Дворня Нащокина, привыкшая к безобразиям и жуткому характеру его отца, легко сносила сравнительно милые чудачества и распутства сына. Карла-головастик, которого теперь никто не кидал головой вниз с балкона, однажды поведал Пушкину историю о том, как отец Нащокина дал пощечину самому Суворову.

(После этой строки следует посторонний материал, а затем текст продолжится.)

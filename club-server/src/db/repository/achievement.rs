//! Achievement Repository
//!
//! Award rows are guarded by UNIQUE(user_id, achievement_id): the insert
//! uses OR IGNORE, so a concurrent duplicate award resolves to a no-op
//! (at-least-once-safe idempotent awarding).

use sqlx::SqlitePool;

use shared::models::{Achievement, ProgressEntry, UserAchievement};

use super::RepoResult;

pub async fn find_active(pool: &SqlitePool) -> RepoResult<Vec<Achievement>> {
    let rows = sqlx::query_as::<_, Achievement>(
        "SELECT id, name, description, icon, criteria_type, threshold, timeframe, points, is_active, created_at, updated_at FROM achievement WHERE is_active = 1 ORDER BY id",
    )
    .fetch_all(pool)
    .await?;
    Ok(rows)
}

/// Active achievements the user has not earned yet.
pub async fn find_unearned_active(
    pool: &SqlitePool,
    user_id: i64,
) -> RepoResult<Vec<Achievement>> {
    let rows = sqlx::query_as::<_, Achievement>(
        "SELECT a.id, a.name, a.description, a.icon, a.criteria_type, a.threshold, a.timeframe, a.points, a.is_active, a.created_at, a.updated_at \
         FROM achievement a \
         LEFT JOIN user_achievement ua ON ua.achievement_id = a.id AND ua.user_id = ? \
         WHERE a.is_active = 1 AND ua.id IS NULL ORDER BY a.id",
    )
    .bind(user_id)
    .fetch_all(pool)
    .await?;
    Ok(rows)
}

pub async fn find_earned(pool: &SqlitePool, user_id: i64) -> RepoResult<Vec<UserAchievement>> {
    let rows = sqlx::query_as::<_, UserAchievement>(
        "SELECT id, user_id, achievement_id, name, points, earned_value, earned_at FROM user_achievement WHERE user_id = ? ORDER BY earned_at DESC",
    )
    .bind(user_id)
    .fetch_all(pool)
    .await?;
    Ok(rows)
}

/// Award an achievement with a snapshot of its name/points and the counter
/// value that met the threshold. Returns false when the user already holds
/// it (the OR IGNORE path).
pub async fn award(
    pool: &SqlitePool,
    user_id: i64,
    achievement: &Achievement,
    earned_value: i64,
) -> RepoResult<bool> {
    let id = shared::util::snowflake_id();
    let now = shared::util::now_millis();

    let rows = sqlx::query(
        "INSERT OR IGNORE INTO user_achievement (id, user_id, achievement_id, name, points, earned_value, earned_at) VALUES (?, ?, ?, ?, ?, ?, ?)",
    )
    .bind(id)
    .bind(user_id)
    .bind(achievement.id)
    .bind(&achievement.name)
    .bind(achievement.points)
    .bind(earned_value)
    .bind(now)
    .execute(pool)
    .await?;

    Ok(rows.rows_affected() > 0)
}

/// Upsert the progress counter for an unearned achievement.
pub async fn upsert_progress(
    pool: &SqlitePool,
    user_id: i64,
    achievement_id: i64,
    current_value: i64,
    target_value: i64,
) -> RepoResult<()> {
    let id = shared::util::snowflake_id();
    let now = shared::util::now_millis();

    sqlx::query(
        "INSERT INTO achievement_progress (id, user_id, achievement_id, current_value, target_value, updated_at) \
         VALUES (?1, ?2, ?3, ?4, ?5, ?6) \
         ON CONFLICT(user_id, achievement_id) DO UPDATE SET current_value = ?4, target_value = ?5, updated_at = ?6",
    )
    .bind(id)
    .bind(user_id)
    .bind(achievement_id)
    .bind(current_value)
    .bind(target_value)
    .bind(now)
    .execute(pool)
    .await?;
    Ok(())
}

/// Progress entries for display: active, unearned achievements with their
/// stored counters (0 when no evaluation has run yet).
pub async fn find_progress_entries(
    pool: &SqlitePool,
    user_id: i64,
) -> RepoResult<Vec<ProgressEntry>> {
    let rows = sqlx::query_as::<_, ProgressEntry>(
        "SELECT a.id AS achievement_id, a.name, a.description, a.icon, a.points, \
                COALESCE(p.current_value, 0) AS current_value, \
                COALESCE(p.target_value, COALESCE(a.threshold, 1)) AS target_value \
         FROM achievement a \
         LEFT JOIN achievement_progress p ON p.achievement_id = a.id AND p.user_id = ?1 \
         LEFT JOIN user_achievement ua ON ua.achievement_id = a.id AND ua.user_id = ?1 \
         WHERE a.is_active = 1 AND ua.id IS NULL ORDER BY a.id",
    )
    .bind(user_id)
    .fetch_all(pool)
    .await?;
    Ok(rows)
}

#[cfg(test)]
mod tests {
    use super::*;
    use crate::db::repository::test_support::test_pool;

    async fn achievement_by_id(pool: &SqlitePool, id: i64) -> Achievement {
        find_active(pool)
            .await
            .unwrap()
            .into_iter()
            .find(|a| a.id == id)
            .unwrap()
    }

    #[tokio::test]
    async fn award_is_idempotent() {
        let pool = test_pool().await;
        let first_chapter = achievement_by_id(&pool, 1).await;

        assert!(award(&pool, 1, &first_chapter, 1).await.unwrap());
        // Second award is swallowed by the unique constraint
        assert!(!award(&pool, 1, &first_chapter, 1).await.unwrap());

        let earned = find_earned(&pool, 1).await.unwrap();
        assert_eq!(earned.len(), 1);
        assert_eq!(earned[0].name, "First Chapter");
        assert_eq!(earned[0].points, 10);
    }

    #[tokio::test]
    async fn earned_achievements_leave_the_unearned_set() {
        let pool = test_pool().await;
        let all = find_unearned_active(&pool, 1).await.unwrap();
        assert_eq!(all.len(), 9);

        let first_chapter = achievement_by_id(&pool, 1).await;
        award(&pool, 1, &first_chapter, 1).await.unwrap();

        let rest = find_unearned_active(&pool, 1).await.unwrap();
        assert_eq!(rest.len(), 8);
        assert!(rest.iter().all(|a| a.id != 1));

        // ...and the progress view too
        let progress = find_progress_entries(&pool, 1).await.unwrap();
        assert!(progress.iter().all(|p| p.achievement_id != 1));
    }

    #[tokio::test]
    async fn progress_upsert_overwrites_counters() {
        let pool = test_pool().await;
        upsert_progress(&pool, 1, 2, 3, 10).await.unwrap();
        upsert_progress(&pool, 1, 2, 4, 10).await.unwrap();

        let progress = find_progress_entries(&pool, 1).await.unwrap();
        let bookworm = progress.iter().find(|p| p.achievement_id == 2).unwrap();
        assert_eq!(bookworm.current_value, 4);
        assert_eq!(bookworm.target_value, 10);
    }
}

Покойный Воин Васильевич, — рассказывал крохотный дворецкий, взгромоздясь на высокое кресло и подобрав под себя короткие ножки, — был роста маленького, но сложения сильного, гордый и вспыльчивый до крайности. После одного похода, в котором Воин Васильевич отличился, он вместо всякой награды выпросил себе и многим своим офицерам отпуск и уехал с ними в деревню, где и жил несколько месяцев, занимаясь охотою. Между тем вновь начались военные действия. Суворов успел отличиться, и Воин Васильевич, возвратясь в армию, застал его уже в Александровской ленте. «Так-то, батюшка Воин Васильевич, пока вы травили зайцев, я затравил красного зверя». Шутка показалась Воину Васильевичу обидной, он дал Суворову пощечину. Суворов перевертелся, вышел, сел в перекладную, — дальше уже шли невероятные подробности, которые карлик рассказывал, качая своей крупной, почти квадратной головой и размахивая короткими ручками, — и поскакал в Петербург. Там он бросился в ноги государыне, жалуясь на обидчика. Екатерина, во избежание напрасного шума, решила дать Нащокину Георгия, но добавила, что он получает орден по личному ходатайству Суворова. Он не принял ордена, сказав, что не хочет быть никому обязанным, кроме как самому себе. Можете себе представить, что он, батюшка Воин Васильевич, мог сделать с остальными, если уж самому Суворову влепил пощечину? — вздыхал старый карлик, видимо, что-то вспоминая из прошлой жизни.